In 1943, she and her dad traveled to Eastern Montana and bought
a dun colt from Marcus Snyder, an old Texan. Her dad registered
him Charlie Russell 8189 - the first registered Quarter Horse brought
into North Central Montana.
|
Quarter
Horses helped daughters, Barb and Dee Dee, fill the trophy
room with 4-H ribbons, rodeo trophies and horse show championships.The
honors didn't all go to the girls. "I've always loved
showing the horses, and I managed to ride our buckskin stallion,
Jay Page, to gather his points for an AQHA championship,"
says Nancy.
Nancy
helped start the Montana Quarter Horse Association in 1954
and she and Doug drove to Canada to help establish an affiliate.
She put hours into organizing the Junior Montana Quarter Horse
Association and serving as advisor for the group. With a friend
from Colorado, she lobbied endlessly one year at the Quarter
Horse Convention in Kansas City for the establishment of an
Amateur Division of the American Quarter Horse Association.

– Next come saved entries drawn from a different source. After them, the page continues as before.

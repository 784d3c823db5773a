//! Typed terminal settings read through [`ConfigPort`].

use std::path::PathBuf;

use crate::domain::config_validation::validate_terminal_config;
use crate::domain::error::TerminalError;
use crate::ports::config_port::ConfigPort;

pub const DEFAULT_BASE_URL: &str = "http://127.0.0.1:5001";
pub const DEFAULT_ENDPOINT: &str = "https://api.anthropic.com/v1/messages";
pub const DEFAULT_MODEL: &str = "claude-3-haiku-20240307";
pub const DEFAULT_SYMBOL: &str = "AAPL";

#[derive(Debug, Clone, Copy, PartialEq, Eq)]
pub enum DataSource {
    Csv,
    Http,
}

impl DataSource {
    pub fn default_for_build() -> Self {
        if cfg!(feature = "http") {
            DataSource::Http
        } else {
            DataSource::Csv
        }
    }
}

#[derive(Debug, Clone, PartialEq)]
pub struct DataSettings {
    pub source: DataSource,
    pub base_url: String,
    pub csv_dir: PathBuf,
    pub lookback_days: i64,
}

#[derive(Debug, Clone, PartialEq)]
pub struct ChartSettings {
    pub symbol: String,
    pub width: f64,
    pub height: f64,
    pub output: Option<PathBuf>,
}

#[derive(Debug, Clone, PartialEq)]
pub struct AssistantSettings {
    pub api_key: Option<String>,
    pub endpoint: String,
    pub model: String,
    pub max_tokens: u32,
}

#[derive(Debug, Clone, PartialEq)]
pub struct PreferenceSettings {
    pub path: Option<PathBuf>,
    pub onboarding: bool,
}

#[derive(Debug, Clone, PartialEq)]
pub struct LogSettings {
    pub level: String,
    pub format: String,
}

#[derive(Debug, Clone, PartialEq)]
pub struct Settings {
    pub data: DataSettings,
    pub chart: ChartSettings,
    pub assistant: AssistantSettings,
    pub preferences: PreferenceSettings,
    pub log: LogSettings,
}

fn string_or(config: &dyn ConfigPort, section: &str, key: &str, default: &str) -> String {
    config
        .get_string(section, key)
        .map(|v| v.trim().to_string())
        .filter(|v| !v.is_empty())
        .unwrap_or_else(|| default.to_string())
}

/// Validate and read every section, applying defaults for absent keys.
pub fn build_settings(config: &dyn ConfigPort) -> Result<Settings, TerminalError> {
    validate_terminal_config(config)?;

    let source = match config.get_string("data", "source") {
        Some(s) if s.trim().eq_ignore_ascii_case("http") => DataSource::Http,
        Some(s) if s.trim().eq_ignore_ascii_case("csv") => DataSource::Csv,
        _ => DataSource::default_for_build(),
    };

    Ok(Settings {
        data: DataSettings {
            source,
            base_url: string_or(config, "data", "base_url", DEFAULT_BASE_URL),
            csv_dir: config
                .get_path("data", "csv_dir")
                .unwrap_or_else(|| PathBuf::from("data")),
            lookback_days: config.get_int("data", "lookback_days", 90),
        },
        chart: ChartSettings {
            symbol: string_or(config, "chart", "symbol", DEFAULT_SYMBOL).to_uppercase(),
            width: config.get_int("chart", "width", 1200) as f64,
            height: config.get_int("chart", "height", 600) as f64,
            output: config.get_path("chart", "output"),
        },
        assistant: AssistantSettings {
            api_key: config
                .get_string("assistant", "api_key")
                .map(|k| k.trim().to_string())
                .filter(|k| !k.is_empty()),
            endpoint: string_or(config, "assistant", "endpoint", DEFAULT_ENDPOINT),
            model: string_or(config, "assistant", "model", DEFAULT_MODEL),
            max_tokens: u32::try_from(config.get_int("assistant", "max_tokens", 150)).map_err(
                |_| TerminalError::ConfigInvalid {
                    section: "assistant".into(),
                    key: "max_tokens".into(),
                    reason: "max_tokens is too large".into(),
                },
            )?,
        },
        preferences: PreferenceSettings {
            path: config.get_path("preferences", "path"),
            onboarding: config.get_bool("preferences", "onboarding", true),
        },
        log: LogSettings {
            level: string_or(config, "log", "level", "warn"),
            format: string_or(config, "log", "format", "pretty").to_lowercase(),
        },
    })
}

#[cfg(test)]
mod tests {
    use super::*;
    use crate::adapters::file_config_adapter::FileConfigAdapter;

    #[test]
    fn defaults_for_empty_config() {
        let settings = build_settings(&FileConfigAdapter::from_string("").unwrap()).unwrap();
        assert_eq!(settings.data.source, DataSource::default_for_build());
        assert_eq!(settings.data.base_url, DEFAULT_BASE_URL);
        assert_eq!(settings.data.csv_dir, PathBuf::from("data"));
        assert_eq!(settings.data.lookback_days, 90);
        assert_eq!(settings.chart.symbol, "AAPL");
        assert_eq!(settings.chart.width, 1200.0);
        assert_eq!(settings.chart.height, 600.0);
        assert!(settings.chart.output.is_none());
        assert!(settings.assistant.api_key.is_none());
        assert_eq!(settings.assistant.model, DEFAULT_MODEL);
        assert_eq!(settings.assistant.max_tokens, 150);
        assert!(settings.preferences.onboarding);
        assert_eq!(settings.log.level, "warn");
        assert_eq!(settings.log.format, "pretty");
    }

    #[test]
    fn reads_every_section() {
        let content = r#"
[data]
source = csv
base_url = http://quotes.local:8080
csv_dir = /tmp/bars
lookback_days = 120

[chart]
symbol = msft
width = 800
height = 400
output = chart.svg

[assistant]
api_key = sk-test
max_tokens = 64

[preferences]
path = prefs.csv
onboarding = false

[log]
level = debug
format = JSON
"#;
        let settings = build_settings(&FileConfigAdapter::from_string(content).unwrap()).unwrap();
        assert_eq!(settings.data.source, DataSource::Csv);
        assert_eq!(settings.data.base_url, "http://quotes.local:8080");
        assert_eq!(settings.data.csv_dir, PathBuf::from("/tmp/bars"));
        assert_eq!(settings.data.lookback_days, 120);
        assert_eq!(settings.chart.symbol, "MSFT");
        assert_eq!(settings.chart.output, Some(PathBuf::from("chart.svg")));
        assert_eq!(settings.assistant.api_key.as_deref(), Some("sk-test"));
        assert_eq!(settings.assistant.max_tokens, 64);
        assert_eq!(settings.preferences.path, Some(PathBuf::from("prefs.csv")));
        assert!(!settings.preferences.onboarding);
        assert_eq!(settings.log.format, "json");
    }

    #[test]
    fn invalid_config_is_rejected() {
        let adapter = FileConfigAdapter::from_string("[chart]\nwidth = -1\n").unwrap();
        assert!(matches!(
            build_settings(&adapter),
            Err(TerminalError::ConfigInvalid { .. })
        ));
    }
}
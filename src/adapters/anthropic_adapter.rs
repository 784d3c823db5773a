//! Anthropic messages API adapter for assistant suggestions.

use async_trait::async_trait;
use reqwest::Client;
use serde::{Deserialize, Serialize};
use tracing::debug;

use crate::domain::error::TerminalError;
use crate::ports::llm_port::LanguageModelPort;

pub const ANTHROPIC_VERSION: &str = "2023-06-01";

pub struct AnthropicAdapter {
    client: Client,
    endpoint: String,
    model: String,
    max_tokens: u32,
}

#[derive(Debug, Serialize)]
struct Message<'a> {
    role: &'a str,
    content: &'a str,
}

#[derive(Debug, Serialize)]
struct MessagesRequest<'a> {
    model: &'a str,
    max_tokens: u32,
    messages: [Message<'a>; 1],
}

#[derive(Debug, Deserialize)]
struct ContentBlock {
    #[serde(default)]
    text: Option<String>,
}

#[derive(Debug, Deserialize)]
struct MessagesResponse {
    #[serde(default)]
    content: Vec<ContentBlock>,
}

impl AnthropicAdapter {
    pub fn new(endpoint: &str, model: &str, max_tokens: u32) -> Self {
        Self {
            client: Client::new(),
            endpoint: endpoint.to_string(),
            model: model.to_string(),
            max_tokens,
        }
    }

    fn request<'a>(&'a self, prompt: &'a str) -> MessagesRequest<'a> {
        MessagesRequest {
            model: &self.model,
            max_tokens: self.max_tokens,
            messages: [Message {
                role: "user",
                content: prompt,
            }],
        }
    }
}

fn first_text(response: MessagesResponse) -> Result<String, TerminalError> {
    response
        .content
        .into_iter()
        .next()
        .and_then(|block| block.text)
        .ok_or_else(|| TerminalError::Assistant {
            reason: "reply has no text content".into(),
        })
}

#[async_trait]
impl LanguageModelPort for AnthropicAdapter {
    async fn complete(&self, api_key: &str, prompt: &str) -> Result<String, TerminalError> {
        let assistant_error = |reason: String| TerminalError::Assistant { reason };
        debug!(model = %self.model, max_tokens = self.max_tokens, "sending messages request");

        let response = self
            .client
            .post(&self.endpoint)
            .header("x-api-key", api_key)
            .header("anthropic-version", ANTHROPIC_VERSION)
            .json(&self.request(prompt))
            .send()
            .await
            .map_err(|e| assistant_error(e.to_string()))?;

        if !response.status().is_success() {
            return Err(assistant_error(format!("API error: {}", response.status())));
        }

        let body = response
            .json::<MessagesResponse>()
            .await
            .map_err(|e| assistant_error(format!("invalid reply: {}", e)))?;
        first_text(body)
    }
}

#[cfg(test)]
mod tests {
    use super::*;

    #[test]
    fn request_body_shape() {
        let adapter = AnthropicAdapter::new("http://localhost", "claude-3-haiku-20240307", 150);
        let body = serde_json::to_value(adapter.request("hello")).unwrap();
        assert_eq!(
            body,
            serde_json::json!({
                "model": "claude-3-haiku-20240307",
                "max_tokens": 150,
                "messages": [{"role": "user", "content": "hello"}]
            })
        );
    }

    #[test]
    fn first_text_block_is_reply() {
        let response: MessagesResponse = serde_json::from_str(
            r#"{"content": [{"type": "text", "text": "support - mark level"}]}"#,
        )
        .unwrap();
        assert_eq!(first_text(response).unwrap(), "support - mark level");
    }

    #[test]
    fn missing_content_is_error() {
        let response: MessagesResponse = serde_json::from_str(r#"{"content": []}"#).unwrap();
        assert!(matches!(first_text(response), Err(TerminalError::Assistant { .. })));
    }
}
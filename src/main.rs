use chartterm::cli::{Cli, run};
use clap::Parser;

fn main() -> std::process::ExitCode {
    run(Cli::parse())
}
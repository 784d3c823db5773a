//! End-to-end terminal sessions: input line in, output lines and chart
//! overlays out.

mod common;

use chartterm::adapters::csv_preference_adapter::InMemoryPreferences;
use chartterm::domain::assistant::Assistant;
use chartterm::domain::history::{HISTORY_CAPACITY, HistoryStep};
use chartterm::domain::overlay::OverlayKind;
use chartterm::domain::preferences::parse_selection;
use chartterm::domain::session::{
    BANNER, HELP_HINT, OutputKind, PROMPT, Session, SessionMode, SubmitOutcome,
};
use chartterm::ports::llm_port::LanguageModelPort;
use chartterm::ports::surface_port::LineOrientation;
use chartterm::ports::preference_port::PreferencePort;
use common::*;
use std::sync::Arc;

fn texts(outcome: &SubmitOutcome) -> Vec<&str> {
    outcome.lines.iter().map(|l| l.text.as_str()).collect()
}

fn status_lines(outcome: &SubmitOutcome) -> Vec<&str> {
    texts(outcome)
        .into_iter()
        .filter(|t| t.starts_with('✓') || t.starts_with('✗'))
        .collect()
}

mod drawing {
    use super::*;

    #[tokio::test]
    async fn levels_then_clear() {
        let mut s = session(MockBarPort::new());

        let outcomes = [
            s.submit("support 180").await,
            s.submit("resistance 220").await,
            s.submit("fib 150 200").await,
        ];
        assert_eq!(status_lines(&outcomes[0]), vec!["✓ Added horizontal line at $180"]);
        assert_eq!(status_lines(&outcomes[1]), vec!["✓ Added horizontal line at $220"]);
        assert_eq!(
            status_lines(&outcomes[2]),
            vec!["✓ Added Fibonacci retracement from $150 to $200"]
        );
        assert_eq!(s.chart().overlays().len(), 3);

        let cleared = s.submit("clear").await;
        assert!(cleared.cleared);
        assert_eq!(s.chart().overlays().len(), 0);
        assert!(s.chart().surface().elements.is_empty());
        assert_eq!(
            texts(&cleared),
            vec![BANNER, HELP_HINT, "✓ Cleared terminal and all chart overlays"]
        );
        assert_eq!(s.log().len(), 3);
    }

    #[tokio::test]
    async fn clear_all_keeps_terminal_log() {
        let mut s = session(MockBarPort::new());
        s.submit("hline 150").await;
        let before = s.log().len();

        let outcome = s.submit("clear all").await;
        assert!(!outcome.cleared);
        assert_eq!(status_lines(&outcome), vec!["✓ Cleared all lines and shapes"]);
        assert!(s.chart().overlays().is_empty());
        assert_eq!(s.log().len(), before + 2);
    }

    #[tokio::test]
    async fn support_and_resistance_use_level_colors() {
        let mut s = session(MockBarPort::new());
        s.submit("support 180").await;
        s.submit("resistance 220").await;
        s.submit("hline 200").await;

        let colors: Vec<&str> = s
            .chart()
            .surface()
            .lines()
            .iter()
            .map(|l| l.color.as_str())
            .collect();
        assert_eq!(colors, vec!["#4CAF50", "#F44336", "#2196F3"]);
    }

    #[tokio::test]
    async fn every_drawing_command_reports_once() {
        let bars = MockBarPort::new().with_bars("AAPL", trending_bars(40, 100.0, 1.0));
        let mut s = session(bars);

        for input in [
            "horizontal line 210",
            "vline",
            "ma 20",
            "ema 9",
            "bb 20",
            "fibonacci 100 200",
            "sma 200",
        ] {
            let outcome = s.submit(input).await;
            assert_eq!(status_lines(&outcome).len(), 1, "input {input:?}");
        }
        assert_eq!(s.chart().overlays().len(), 6);
    }

    #[tokio::test]
    async fn vline_is_stamped_with_session_clock() {
        let mut s = session(MockBarPort::new());
        let outcome = s.submit("vline").await;
        assert_eq!(status_lines(&outcome).len(), 1);

        let overlay = &s.chart().overlays()[0];
        assert_eq!(
            overlay.kind,
            OverlayKind::VerticalLine {
                time: NOW,
                color: "#FF9800".into(),
            }
        );
        let x = match s.chart().surface().lines()[0].orientation {
            LineOrientation::Vertical { x } => x,
            ref other => panic!("expected a vertical line, got {other:?}"),
        };
        assert_eq!(x, 800.0);
    }

    #[tokio::test]
    async fn indicator_without_data_reports_failure() {
        let mut s = session(MockBarPort::new());
        let outcome = s.submit("sma 20").await;
        assert_eq!(
            status_lines(&outcome),
            vec!["✗ Not enough data for SMA(20) on AAPL: nothing drawn"]
        );
        assert!(outcome.lines.iter().any(|l| l.kind == OutputKind::Error));
        assert!(s.chart().overlays().is_empty());
    }

    #[tokio::test]
    async fn fetch_errors_become_error_lines() {
        let mut s = session(MockBarPort::new().with_error("AAPL", "timed out"));
        let outcome = s.submit("bb 20").await;
        assert_eq!(
            status_lines(&outcome),
            vec!["✗ failed to fetch bars for AAPL: timed out"]
        );
    }
}

mod terminal {
    use super::*;

    #[tokio::test]
    async fn unknown_input_prints_not_found() {
        let mut s = session(MockBarPort::new());
        let outcome = s.submit("fib 100").await;
        assert_eq!(
            texts(&outcome),
            vec![
                &format!("{} fib 100", PROMPT)[..],
                "bash: fib 100: command not found",
                HELP_HINT,
            ]
        );
    }

    #[tokio::test]
    async fn blank_input_only_echoes_prompt() {
        let mut s = session(MockBarPort::new());
        let outcome = s.submit("   ").await;
        assert_eq!(outcome.lines.len(), 1);
        assert!(s.history().is_empty());
    }

    #[tokio::test]
    async fn history_keeps_last_hundred() {
        let mut s = session(MockBarPort::new());
        for i in 0..=HISTORY_CAPACITY {
            s.submit(&format!("hline {}", 100 + i)).await;
        }
        assert_eq!(s.history().len(), HISTORY_CAPACITY);
        assert_eq!(s.history().get(0), Some("hline 200"));

        assert_eq!(s.navigate_history(HistoryStep::Older).as_deref(), Some("hline 200"));
        assert_eq!(s.navigate_history(HistoryStep::Older).as_deref(), Some("hline 199"));
        assert_eq!(s.navigate_history(HistoryStep::Newer).as_deref(), Some("hline 200"));
        assert_eq!(s.navigate_history(HistoryStep::Newer).as_deref(), Some(""));
    }

    #[tokio::test]
    async fn history_command_lists_recent_entries() {
        let mut s = session(MockBarPort::new());
        s.submit("hline 150").await;
        let outcome = s.submit("history").await;
        assert_eq!(
            &texts(&outcome)[1..],
            &["Command History:", "  2: history", "  1: hline 150"]
        );
    }

    #[tokio::test]
    async fn help_mentions_every_keyword() {
        let mut s = session(MockBarPort::new());
        let outcome = s.submit("?").await;
        let body = texts(&outcome).join("\n");
        for keyword in [
            "horizontal line", "hline", "vertical line", "vline", "support", "resistance",
            "ma ", "sma", "ema", "bb ", "bollinger", "fib ", "fibonacci", "symbol", "clear",
            "ask", "setkey",
        ] {
            assert!(body.contains(keyword), "help is missing {keyword:?}");
        }
    }

    #[tokio::test]
    async fn symbol_command_switches_chart() {
        let mut s = session(MockBarPort::new());
        let outcome = s.submit("symbol tsla").await;
        assert_eq!(status_lines(&outcome), vec!["✓ Changed symbol to TSLA"]);
        assert_eq!(s.chart().current_symbol(), "TSLA");
    }

    #[tokio::test]
    async fn symbol_failure_is_reported() {
        let chart = manager_with(MockBarPort::new(), ScriptedWidget::failing_all(), "AAPL");
        let mut s = Session::new(
            chart,
            Assistant::local_only(),
            Box::new(InMemoryPreferences::new()),
        );
        let outcome = s.submit("symbol MSFT").await;
        assert_eq!(
            status_lines(&outcome),
            vec!["✗ could not change symbol to MSFT: every widget strategy failed"]
        );
        assert_eq!(s.chart().current_symbol(), "AAPL");
    }

    #[tokio::test]
    async fn analyze_reports_levels_and_suggestions() {
        let closes: Vec<f64> = (0..60).map(|i| 150.0 + ((i % 10) as f64 - 5.0) * 4.0).collect();
        let mut s = session(MockBarPort::new().with_bars("AAPL", daily_bars(&closes)));

        let outcome = s.submit("analyze").await;
        let lines = texts(&outcome);
        assert_eq!(lines[1], "Analyzing AAPL...");
        assert!(lines[2].starts_with("Key levels for AAPL"));
        assert!(lines.contains(&"Suggested commands:"));
        assert!(lines.iter().any(|l| l.starts_with("  fib ")));
    }

    #[tokio::test]
    async fn analyze_without_enough_bars_fails() {
        let mut s = session(MockBarPort::new().with_bars("AAPL", trending_bars(5, 100.0, 1.0)));
        let outcome = s.submit("levels").await;
        assert_eq!(
            status_lines(&outcome),
            vec!["✗ insufficient data for AAPL: have 5 bars, need 20"]
        );
    }
}

mod assistant {
    use super::*;

    fn with_model(model: Arc<dyn LanguageModelPort>) -> Session<RecordingSurface> {
        Session::new(
            manager(MockBarPort::new()),
            Assistant::new(Some(model), Some("sk-test".into())),
            Box::new(InMemoryPreferences::new()),
        )
    }

    #[tokio::test]
    async fn model_failure_falls_back_to_local() {
        let model = Arc::new(ScriptedModel::failing("timeout"));
        let mut s = with_model(model.clone());

        let outcome = s.submit("ask qqqq").await;
        assert_eq!(model.call_count(), 1);
        let lines = texts(&outcome);
        assert_eq!(lines[1], "Suggested commands:");
        assert!(lines[2].starts_with("  help - "));
    }

    #[tokio::test]
    async fn model_suggestions_are_shown() {
        let model = Arc::new(ScriptedModel::replying(
            "hline - draw a price line\nnot a suggestion\nbb - volatility bands",
        ));
        let mut s = with_model(model.clone());

        let outcome = s.submit("ask qqqq").await;
        assert_eq!(
            &texts(&outcome)[1..],
            &[
                "Suggested commands (language model):",
                "  hline - draw a price line",
                "  bb - volatility bands",
            ]
        );
    }

    #[tokio::test]
    async fn strong_local_match_skips_model() {
        let model = Arc::new(ScriptedModel::replying("hline - unused"));
        let mut s = with_model(model.clone());

        let outcome = s.submit("ask find key levels").await;
        assert_eq!(model.call_count(), 0);
        assert_eq!(texts(&outcome)[1], "Suggested commands:");
        assert_eq!(outcome.lines.len(), 5);
    }

    #[tokio::test]
    async fn model_is_never_called_without_api_key() {
        let model = Arc::new(ScriptedModel::replying("hline - unused"));
        let mut s = Session::new(
            manager(MockBarPort::new()),
            Assistant::new(Some(model.clone()), None),
            Box::new(InMemoryPreferences::new()),
        );

        let outcome = s.submit("ask qqqq").await;
        assert_eq!(model.call_count(), 0);
        let lines = texts(&outcome);
        assert_eq!(lines[1], "Suggested commands:");
        assert!(lines[2].starts_with("  help - "));
    }

    #[tokio::test]
    async fn setkey_without_model_stays_local() {
        let mut s = session(MockBarPort::new());
        let outcome = s.submit("setkey sk-abc").await;
        assert_eq!(status_lines(&outcome), vec!["✓ API key saved"]);
        assert!(s.assistant().has_api_key());
        assert!(!texts(&outcome).iter().any(|l| l.contains("sk-abc") && !l.starts_with(PROMPT)));
    }
}

mod onboarding {
    use super::*;

    #[tokio::test]
    async fn requires_three_selections_then_switches_symbol() {
        let mut s = session(MockBarPort::new());
        s.start(true);
        assert_eq!(s.mode(), SessionMode::Onboarding);

        let outcome = s.submit("1 2").await;
        assert_eq!(
            status_lines(&outcome),
            vec!["✗ preference store error: select at least 3 stocks (2 selected)"]
        );
        assert_eq!(s.mode(), SessionMode::Onboarding);

        let outcome = s.submit("7, amd 1").await;
        assert_eq!(
            status_lines(&outcome),
            vec![
                "✓ Saved 3 stock preferences: NVDA, AMD, AAPL",
                "✓ Changed symbol to NVDA",
            ]
        );
        assert_eq!(s.mode(), SessionMode::Terminal);
        assert_eq!(s.chart().current_symbol(), "NVDA");
        assert_eq!(s.history().len(), 2);
        assert_eq!(s.history().get(0), Some("7, amd 1"));
        assert_eq!(s.history().get(1), Some("1 2"));

        let outcome = s.submit("stock 2").await;
        assert_eq!(status_lines(&outcome), vec!["✓ Changed symbol to AMD"]);
        let outcome = s.submit("stock 9").await;
        assert_eq!(
            status_lines(&outcome),
            vec!["✗ No stock #9 in your preferences (you have 3)"]
        );
    }

    #[tokio::test]
    async fn saved_preferences_skip_onboarding() {
        let saved = parse_selection("AAPL MSFT GOOGL").unwrap();
        let mut s = Session::new(
            manager(MockBarPort::new()),
            Assistant::local_only(),
            Box::new(InMemoryPreferences::with(saved)),
        );
        let outcome = s.start(true);
        assert_eq!(s.mode(), SessionMode::Terminal);
        assert_eq!(
            texts(&outcome),
            vec!["Your stocks: AAPL, MSFT, GOOGL (type 'stocks' to list)"]
        );

        let listing = s.submit("stocks").await;
        assert!(texts(&listing).contains(&"  2. MSFT - Microsoft Corporation (tech)"));
    }

    #[tokio::test]
    async fn reset_clears_and_restarts_onboarding() {
        let mut prefs = InMemoryPreferences::new();
        prefs.save(&parse_selection("1 2 3").unwrap()).unwrap();
        let mut s = Session::new(manager(MockBarPort::new()), Assistant::local_only(), Box::new(prefs));

        let outcome = s.submit("reset").await;
        assert_eq!(texts(&outcome)[1], "✓ Cleared stock preferences");
        assert_eq!(s.mode(), SessionMode::Onboarding);
    }
}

"Today, at the horse shows, there are as high as 20 classes
offered in the category. It was probably one of the greatest
boosts to the industry, along with the youth classes."
|

Nancy
pictured with AQHA Champion
stallion, Jay Page
|
She's
cut back on her involvement in over a dozen organizations ranging
from Angus Associations to the Zonta Club. However, this spring
she was invited to a conference at the headquarters of The American
Quarter Horse Association in Amarillo, Texas. Besides the "very
good" meetings, she saw old friends, toured the new center
of the American Quarter Horse, and made all her airline connections.
In
1995, Nancy Dear received the Heritage Award from the Montana Cowgirls
Association and was inducted into the Cowboy Hall of Fame in Oklahoma
City. The day long celebration in Great Falls included dancing,
square dancing, and all of her favorite old time songs sung by a
girl who had been in her 4-H club. Besides the friends who came,
she was delighted with the many letters she received, including
one signed by six classmates from White Sulphur Springs High School.
Nancy continues to ride beneath the bluffs along the Sun River,
checking livestock and rangeland, on the ranches operated mainly
by their children's families. This fall she will be back in the
Big Belts for another solitary ride across the grassy mountains
of her childhood.
"I'll
keep riding as long as I am able to get on a horse," she says.
"It's the best therapy in the world."